# Data to use:
━━━━━━━━━━━━━━━━━━━━━━━━━━━━━━
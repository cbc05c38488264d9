//! Rate limiting implementation
//!
//! Uses the governor crate for token bucket rate limiting between page
//! requests.

use governor::clock::DefaultClock;
use governor::middleware::NoOpMiddleware;
use governor::state::{InMemoryState, NotKeyed};
use governor::{Quota, RateLimiter as Governor};
use serde::{Deserialize, Serialize};
use std::num::NonZeroU32;
use std::sync::Arc;

/// Configuration for rate limiting
#[derive(Debug, Clone, PartialEq, Eq, Serialize, Deserialize)]
pub struct RateLimiterConfig {
    /// Maximum number of requests per second
    pub requests_per_second: u32,
    /// Burst size (max tokens in bucket)
    pub burst_size: u32,
}

impl Default for RateLimiterConfig {
    fn default() -> Self {
        Self {
            requests_per_second: 2,
            burst_size: 1,
        }
    }
}

impl RateLimiterConfig {
    /// Create a new rate limiter config
    pub fn new(requests_per_second: u32, burst_size: u32) -> Self {
        Self {
            requests_per_second,
            burst_size,
        }
    }
}

/// Token bucket rate limiter
#[derive(Clone)]
pub struct RateLimiter {
    limiter: Arc<Governor<NotKeyed, InMemoryState, DefaultClock, NoOpMiddleware>>,
}

impl RateLimiter {
    /// Create a new rate limiter with the given config
    pub fn new(config: &RateLimiterConfig) -> Self {
        let rate = NonZeroU32::new(config.requests_per_second).unwrap_or(NonZeroU32::MIN);
        let burst = NonZeroU32::new(config.burst_size).unwrap_or(NonZeroU32::MIN);
        let quota = Quota::per_second(rate).allow_burst(burst);

        Self {
            limiter: Arc::new(Governor::direct(quota)),
        }
    }

    /// Wait until a request can be made
    pub async fn wait(&self) {
        self.limiter.until_ready().await;
    }
}

impl std::fmt::Debug for RateLimiter {
    fn fmt(&self, f: &mut std::fmt::Formatter<'_>) -> std::fmt::Result {
        f.debug_struct("RateLimiter").finish()
    }
}
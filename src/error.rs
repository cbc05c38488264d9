//! Error types for scrapeloop
//!
//! This module defines the error hierarchy for the entire crate.
//! All fallible public APIs return `Result<T, Error>` where Error is defined here.
//!
//! The extraction loop itself never returns an error: a failed fetch or a
//! runaway source ends the run with a [`crate::engine::Termination`] that
//! still carries the records collected so far.

use thiserror::Error;

/// The main error type for scrapeloop
#[derive(Error, Debug)]
pub enum Error {
    // ============================================================================
    // Configuration Errors
    // ============================================================================
    #[error("Configuration error: {message}")]
    Config { message: String },

    #[error("Missing required config field: {field}")]
    MissingConfigField { field: String },

    #[error("Invalid config value for '{field}': {message}")]
    InvalidConfigValue { field: String, message: String },

    #[error("Failed to parse YAML: {0}")]
    YamlParse(#[from] serde_yaml::Error),

    #[error("Failed to parse JSON: {0}")]
    JsonParse(#[from] serde_json::Error),

    // ============================================================================
    // HTTP Errors
    // ============================================================================
    #[error("HTTP request failed: {0}")]
    Http(#[from] reqwest::Error),

    #[error("HTTP {status}: {body}")]
    HttpStatus { status: u16, body: String },

    #[error("Rate limited, retry after {retry_after_seconds}s")]
    RateLimited { retry_after_seconds: u64 },

    #[error("Request timeout after {timeout_ms}ms")]
    Timeout { timeout_ms: u64 },

    #[error("Max retries ({max_retries}) exceeded")]
    MaxRetriesExceeded { max_retries: u32 },

    #[error("Invalid URL: {0}")]
    InvalidUrl(#[from] url::ParseError),

    // ============================================================================
    // Extraction Errors
    // ============================================================================
    #[error("Invalid CSS selector '{selector}': {message}")]
    Selector { selector: String, message: String },

    #[error("Invalid pattern: {0}")]
    Pattern(#[from] regex::Error),

    #[error("JSONPath error: {message}")]
    JsonPath { message: String },

    #[error("Extraction mismatch: {message}")]
    ExtractionMismatch { message: String },

    // ============================================================================
    // Source Errors
    // ============================================================================
    #[error("Page source unavailable: {message}")]
    SourceUnavailable { message: String },

    // ============================================================================
    // Template Errors
    // ============================================================================
    #[error("Template error: {message}")]
    Template { message: String },

    #[error("Undefined variable in template: {variable}")]
    UndefinedVariable { variable: String },

    // ============================================================================
    // I/O Errors
    // ============================================================================
    #[error("IO error: {0}")]
    Io(#[from] std::io::Error),

    #[error("File not found: {path}")]
    FileNotFound { path: String },

    // ============================================================================
    // Generic Errors
    // ============================================================================
    #[error("{0}")]
    Other(String),

    #[error(transparent)]
    Anyhow(#[from] anyhow::Error),
}

impl Error {
    /// Create a config error
    pub fn config(message: impl Into<String>) -> Self {
        Self::Config {
            message: message.into(),
        }
    }

    /// Create a missing field error
    pub fn missing_field(field: impl Into<String>) -> Self {
        Self::MissingConfigField {
            field: field.into(),
        }
    }

    /// Create an invalid config value error
    pub fn invalid_value(field: impl Into<String>, message: impl Into<String>) -> Self {
        Self::InvalidConfigValue {
            field: field.into(),
            message: message.into(),
        }
    }

    /// Create an HTTP status error
    pub fn http_status(status: u16, body: impl Into<String>) -> Self {
        Self::HttpStatus {
            status,
            body: body.into(),
        }
    }

    /// Create a selector error
    pub fn selector(selector: impl Into<String>, message: impl Into<String>) -> Self {
        Self::Selector {
            selector: selector.into(),
            message: message.into(),
        }
    }

    /// Create a JSONPath error
    pub fn json_path(message: impl Into<String>) -> Self {
        Self::JsonPath {
            message: message.into(),
        }
    }

    /// Create an extraction mismatch error
    pub fn mismatch(message: impl Into<String>) -> Self {
        Self::ExtractionMismatch {
            message: message.into(),
        }
    }

    /// Create a source unavailable error
    pub fn unavailable(message: impl Into<String>) -> Self {
        Self::SourceUnavailable {
            message: message.into(),
        }
    }

    /// Create a template error
    pub fn template(message: impl Into<String>) -> Self {
        Self::Template {
            message: message.into(),
        }
    }

    /// Create an undefined variable error
    pub fn undefined_var(variable: impl Into<String>) -> Self {
        Self::UndefinedVariable {
            variable: variable.into(),
        }
    }

    /// Check if this error is retryable
    pub fn is_retryable(&self) -> bool {
        match self {
            Error::Http(_)
            | Error::RateLimited { .. }
            | Error::Timeout { .. }
            | Error::SourceUnavailable { .. } => true,
            Error::HttpStatus { status, .. } => is_retryable_status(*status),
            _ => false,
        }
    }
}

/// Check if an HTTP status code is retryable
fn is_retryable_status(status: u16) -> bool {
    matches!(status, 429 | 500 | 502 | 503 | 504)
}

/// Result type alias for scrapeloop
pub type Result<T> = std::result::Result<T, Error>;

/// Extension trait for adding context to errors
pub trait ResultExt<T> {
    /// Add context to an error
    fn context(self, message: impl Into<String>) -> Result<T>;

    /// Add context with a closure (lazy evaluation)
    fn with_context<F: FnOnce() -> String>(self, f: F) -> Result<T>;
}

impl<T, E: Into<Error>> ResultExt<T> for std::result::Result<T, E> {
    fn context(self, message: impl Into<String>) -> Result<T> {
        self.map_err(|e| {
            let inner = e.into();
            Error::Other(format!("{}: {}", message.into(), inner))
        })
    }

    fn with_context<F: FnOnce() -> String>(self, f: F) -> Result<T> {
        self.map_err(|e| {
            let inner = e.into();
            Error::Other(format!("{}: {}", f(), inner))
        })
    }
}
//! Pagination strategy implementations
//!
//! Each strategy maps a [`PageToken`] onto a concrete request.

use super::types::{PageRequest, PageToken, Paginator};
use crate::error::{Error, Result};
use crate::template::{self, TemplateContext};
use serde_json::{json, Value};

fn unexpected_token(strategy: &str, token: &PageToken) -> Error {
    Error::config(format!("{strategy} pagination cannot fetch {token}"))
}

// ============================================================================
// Page Number Pagination
// ============================================================================

/// Page number pagination (e.g., traditional web pagination)
///
/// Common patterns:
/// - `?page=2`
/// - `?page=2&per_page=50`
#[derive(Debug, Clone)]
pub struct PageNumberPaginator {
    /// Query parameter name for page number
    pub page_param: String,
    /// First page number (usually 1, sometimes 0 or 2)
    pub start_page: u32,
    /// Optional page size parameter name
    pub page_size_param: Option<String>,
    /// Page size value
    pub page_size: Option<u32>,
}

impl PageNumberPaginator {
    /// Create a new page number paginator
    pub fn new(page_param: impl Into<String>, start_page: u32) -> Self {
        Self {
            page_param: page_param.into(),
            start_page,
            page_size_param: None,
            page_size: None,
        }
    }

    /// Set page size parameter
    #[must_use]
    pub fn with_page_size(mut self, param: impl Into<String>, size: u32) -> Self {
        self.page_size_param = Some(param.into());
        self.page_size = Some(size);
        self
    }
}

impl Paginator for PageNumberPaginator {
    fn initial_token(&self) -> PageToken {
        PageToken::page(self.start_page)
    }

    fn request(&self, base_url: &str, token: &PageToken) -> Result<PageRequest> {
        let page = token
            .page_number()
            .ok_or_else(|| unexpected_token("page number", token))?;

        let mut request = PageRequest::new(base_url).query(&self.page_param, page.to_string());
        if let (Some(param), Some(size)) = (&self.page_size_param, self.page_size) {
            request = request.query(param, size.to_string());
        }
        Ok(request)
    }
}

// ============================================================================
// Offset Pagination
// ============================================================================

/// Offset-based pagination
///
/// Common patterns:
/// - `?start=10` (search result pages of ten)
/// - `?offset=100&limit=50`
#[derive(Debug, Clone)]
pub struct OffsetPaginator {
    /// Query parameter name for offset
    pub offset_param: String,
    /// First offset
    pub start: u32,
    /// Offset increment per page
    pub step: u32,
    /// Optional limit parameter name (sent with `step` as value)
    pub limit_param: Option<String>,
}

impl OffsetPaginator {
    /// Create a new offset paginator
    pub fn new(offset_param: impl Into<String>, start: u32, step: u32) -> Self {
        Self {
            offset_param: offset_param.into(),
            start,
            step,
            limit_param: None,
        }
    }

    /// Send the step as a limit parameter
    #[must_use]
    pub fn with_limit_param(mut self, param: impl Into<String>) -> Self {
        self.limit_param = Some(param.into());
        self
    }
}

impl Paginator for OffsetPaginator {
    fn initial_token(&self) -> PageToken {
        PageToken::offset(self.start, self.step)
    }

    fn request(&self, base_url: &str, token: &PageToken) -> Result<PageRequest> {
        let offset = token
            .offset_value()
            .ok_or_else(|| unexpected_token("offset", token))?;

        let mut request =
            PageRequest::new(base_url).query(&self.offset_param, offset.to_string());
        if let Some(param) = &self.limit_param {
            request = request.query(param, self.step.to_string());
        }
        Ok(request)
    }
}

// ============================================================================
// Cursor Pagination
// ============================================================================

/// Cursor-based pagination (e.g., `next_page_token`)
///
/// The first request carries no cursor; later requests send the cursor the
/// previous page handed out.
#[derive(Debug, Clone)]
pub struct CursorPaginator {
    /// Query parameter name for cursor
    pub cursor_param: String,
}

impl CursorPaginator {
    /// Create a new cursor paginator
    pub fn new(cursor_param: impl Into<String>) -> Self {
        Self {
            cursor_param: cursor_param.into(),
        }
    }
}

impl Paginator for CursorPaginator {
    fn initial_token(&self) -> PageToken {
        PageToken::first_cursor()
    }

    fn request(&self, base_url: &str, token: &PageToken) -> Result<PageRequest> {
        if !matches!(token, PageToken::Cursor { .. }) {
            return Err(unexpected_token("cursor", token));
        }

        let mut request = PageRequest::new(base_url);
        if let Some(cursor) = token.cursor_value() {
            request = request.query(&self.cursor_param, cursor);
        }
        Ok(request)
    }
}

// ============================================================================
// Path Pagination
// ============================================================================

/// Path-style pagination (page position inside the URL path)
///
/// Renders a URL template such as `/journal/{{ vars.journal }}/{{ page.number }}`.
/// Relative templates are joined onto the base URL.
#[derive(Debug, Clone)]
pub struct PathPaginator {
    /// URL or path template
    pub template: String,
    /// First token
    pub start: PageToken,
    /// Job variables available as `vars.*`
    pub vars: Value,
}

impl PathPaginator {
    /// Create a path paginator over page numbers
    pub fn new(template: impl Into<String>, start_page: u32) -> Self {
        Self {
            template: template.into(),
            start: PageToken::page(start_page),
            vars: Value::Null,
        }
    }

    /// Start from an arbitrary token (e.g. an offset)
    #[must_use]
    pub fn starting_at(mut self, token: PageToken) -> Self {
        self.start = token;
        self
    }

    /// Set job variables
    #[must_use]
    pub fn with_vars(mut self, vars: Value) -> Self {
        self.vars = vars;
        self
    }
}

impl Paginator for PathPaginator {
    fn initial_token(&self) -> PageToken {
        self.start.clone()
    }

    fn request(&self, base_url: &str, token: &PageToken) -> Result<PageRequest> {
        let mut ctx = TemplateContext::with_vars(self.vars.clone());
        ctx.set_page(page_context(token));
        let rendered = template::render(&self.template, &ctx)?;

        let url = if rendered.starts_with("http://") || rendered.starts_with("https://") {
            rendered
        } else {
            format!(
                "{}/{}",
                base_url.trim_end_matches('/'),
                rendered.trim_start_matches('/')
            )
        };
        Ok(PageRequest::new(url))
    }
}

/// Template values describing a token (`page.number`, `page.offset`, `page.cursor`)
pub fn page_context(token: &PageToken) -> Value {
    match token {
        PageToken::Page { number } => json!({ "number": number }),
        PageToken::Offset { offset, step } => json!({ "offset": offset, "step": step }),
        PageToken::Cursor { cursor } => json!({ "cursor": cursor }),
        PageToken::Scroll { height } => json!({ "height": height }),
    }
}

// ============================================================================
// No Pagination
// ============================================================================

/// No pagination - single request
#[derive(Debug, Clone, Default)]
pub struct NoPaginator;

impl Paginator for NoPaginator {
    fn initial_token(&self) -> PageToken {
        PageToken::page(1)
    }

    fn request(&self, base_url: &str, _token: &PageToken) -> Result<PageRequest> {
        Ok(PageRequest::new(base_url))
    }

    fn is_single_page(&self) -> bool {
        true
    }
}
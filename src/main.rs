//! scrapeloop CLI
//!
//! Command-line interface for running scrape jobs

use clap::Parser;
use scrapeloop::cli::{Cli, Runner};

#[tokio::main]
async fn main() {
    let cli = Cli::parse();

    // Records go to stdout, so logs go to stderr
    let level = if cli.verbose {
        tracing::Level::DEBUG
    } else {
        tracing::Level::INFO
    };
    tracing_subscriber::fmt()
        .with_writer(std::io::stderr)
        .with_env_filter(
            tracing_subscriber::EnvFilter::from_default_env().add_directive(level.into()),
        )
        .init();

    let runner = Runner::new(cli);

    if let Err(e) = runner.run().await {
        eprintln!("Error: {e}");
        std::process::exit(1);
    }
}
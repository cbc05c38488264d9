//! Request/response page source

use super::signals::SignalDetector;
use super::types::{PageSource, RawPage};
use crate::error::{Error, Result};
use crate::http::{HttpClient, RequestConfig};
use crate::pagination::{ContinuationSignal, PageToken, Paginator};
use async_trait::async_trait;
use std::collections::HashMap;
use tracing::debug;

/// Fetches one page per token over HTTP
///
/// The paginator maps the token onto a URL and query parameters; the
/// detector turns the response body into a continuation signal.
pub struct HttpPageSource {
    client: HttpClient,
    base_url: String,
    paginator: Box<dyn Paginator>,
    detector: SignalDetector,
    query: HashMap<String, String>,
    headers: HashMap<String, String>,
}

impl HttpPageSource {
    /// Create a new source
    pub fn new(
        client: HttpClient,
        base_url: impl Into<String>,
        paginator: Box<dyn Paginator>,
        detector: SignalDetector,
    ) -> Self {
        Self {
            client,
            base_url: base_url.into(),
            paginator,
            detector,
            query: HashMap::new(),
            headers: HashMap::new(),
        }
    }

    /// Add a query parameter sent with every page
    #[must_use]
    pub fn with_query(mut self, key: impl Into<String>, value: impl Into<String>) -> Self {
        self.query.insert(key.into(), value.into());
        self
    }

    /// Add a header sent with every page
    #[must_use]
    pub fn with_header(mut self, key: impl Into<String>, value: impl Into<String>) -> Self {
        self.headers.insert(key.into(), value.into());
        self
    }

    /// Token for the first page
    pub fn initial_token(&self) -> PageToken {
        self.paginator.initial_token()
    }

    /// Base URL pages are resolved against
    pub fn base_url(&self) -> &str {
        &self.base_url
    }

    fn request_config(&self, page_query: HashMap<String, String>) -> RequestConfig {
        let mut config = RequestConfig::new();
        config.query.extend(self.query.clone());
        // paginator parameters win over static ones
        config.query.extend(page_query);
        config.headers.extend(self.headers.clone());
        config
    }
}

#[async_trait]
impl PageSource for HttpPageSource {
    async fn fetch(&mut self, token: &PageToken) -> Result<RawPage> {
        let request = self.paginator.request(&self.base_url, token)?;
        let config = self.request_config(request.query);

        debug!("Fetching {} ({})", request.url, token);

        let fetched = match self.client.fetch_text(&request.url, config).await {
            Ok(fetched) => fetched,
            Err(Error::HttpStatus { status, body })
                if self.detector.is_not_found_status(status) =>
            {
                debug!("Status {} read as page not found for {}", status, token);
                return Ok(RawPage::new(token.clone(), body)
                    .with_url(request.url)
                    .with_status(status)
                    .with_signal(ContinuationSignal::page_not_found()));
            }
            Err(e) => return Err(e),
        };

        let mut signal = self.detector.evaluate(&fetched.body);
        if self.paginator.is_single_page() {
            signal.pagination_disabled = true;
        }

        Ok(RawPage::new(token.clone(), fetched.body)
            .with_url(fetched.url)
            .with_status(fetched.status)
            .with_signal(signal))
    }
}

impl std::fmt::Debug for HttpPageSource {
    fn fmt(&self, f: &mut std::fmt::Formatter<'_>) -> std::fmt::Result {
        f.debug_struct("HttpPageSource")
            .field("base_url", &self.base_url)
            .field("detector", &self.detector)
            .field("query", &self.query)
            .finish_non_exhaustive()
    }
}
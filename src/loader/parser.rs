//! YAML parser for scrape job definitions
//!
//! Parses and validates job YAML files.

use super::builder::build_extractor;
use crate::error::{Error, Result};
use crate::loader::types::{JobDefinition, PaginationDefinition};
use crate::template::{self, TemplateContext};
use std::fs;
use std::path::Path;

/// Load a job definition from a YAML file
///
/// ```ignore
/// let job = load_job("./jobs/journal.yaml")?;
/// let mut runnable = job.build(&JsonObject::new())?;
/// ```
pub fn load_job(path: impl AsRef<Path>) -> Result<JobDefinition> {
    let path = path.as_ref();
    let content = fs::read_to_string(path).map_err(|e| {
        if e.kind() == std::io::ErrorKind::NotFound {
            Error::FileNotFound {
                path: path.display().to_string(),
            }
        } else {
            Error::config(format!(
                "Failed to read job file '{}': {}",
                path.display(),
                e
            ))
        }
    })?;
    load_job_from_str(&content)
}

/// Load a job definition from a YAML string
pub fn load_job_from_str(yaml: &str) -> Result<JobDefinition> {
    let def: JobDefinition = serde_yaml::from_str(yaml)
        .map_err(|e| Error::config(format!("Failed to parse job YAML: {e}")))?;

    validate_job(&def)?;
    Ok(def)
}

/// Validate a job definition
fn validate_job(def: &JobDefinition) -> Result<()> {
    if def.name.trim().is_empty() {
        return Err(Error::config("Job name cannot be empty"));
    }

    if def.url.trim().is_empty() {
        return Err(Error::config(format!("Job '{}' url cannot be empty", def.name)));
    }

    if def.limits.max_iterations == 0 {
        return Err(Error::invalid_value(
            "limits.max_iterations",
            "must be greater than zero",
        ));
    }

    match &def.pagination {
        PaginationDefinition::Offset { step: 0, .. } => {
            return Err(Error::invalid_value(
                "pagination.step",
                "must be greater than zero",
            ));
        }
        PaginationDefinition::Cursor { .. } if def.signals.next_cursor.is_none() => {
            return Err(Error::config(format!(
                "Job '{}' uses cursor pagination but has no signals.next_cursor",
                def.name
            )));
        }
        PaginationDefinition::Path { template, .. } if template.trim().is_empty() => {
            return Err(Error::missing_field("pagination.template"));
        }
        PaginationDefinition::Path { template: tmpl, .. }
            if !template::extract_variables(tmpl)
                .iter()
                .any(|v| v.starts_with("page.")) =>
        {
            return Err(Error::invalid_value(
                "pagination.template",
                "must reference the page position (e.g. {{ page.number }})",
            ));
        }
        _ => {}
    }

    // selectors and patterns must compile
    def.signals.compile()?;
    let ctx = TemplateContext::with_vars(serde_json::Value::Object(def.vars.clone()));
    build_extractor(&def.extractor, &ctx)?;

    Ok(())
}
━━━━━━━━━━━━━━━━━━━━━━━━━━━━━━
# Your objective:
On how many lines of the data does "HttpPageSource" appear? Give only that number.

# Task response:
5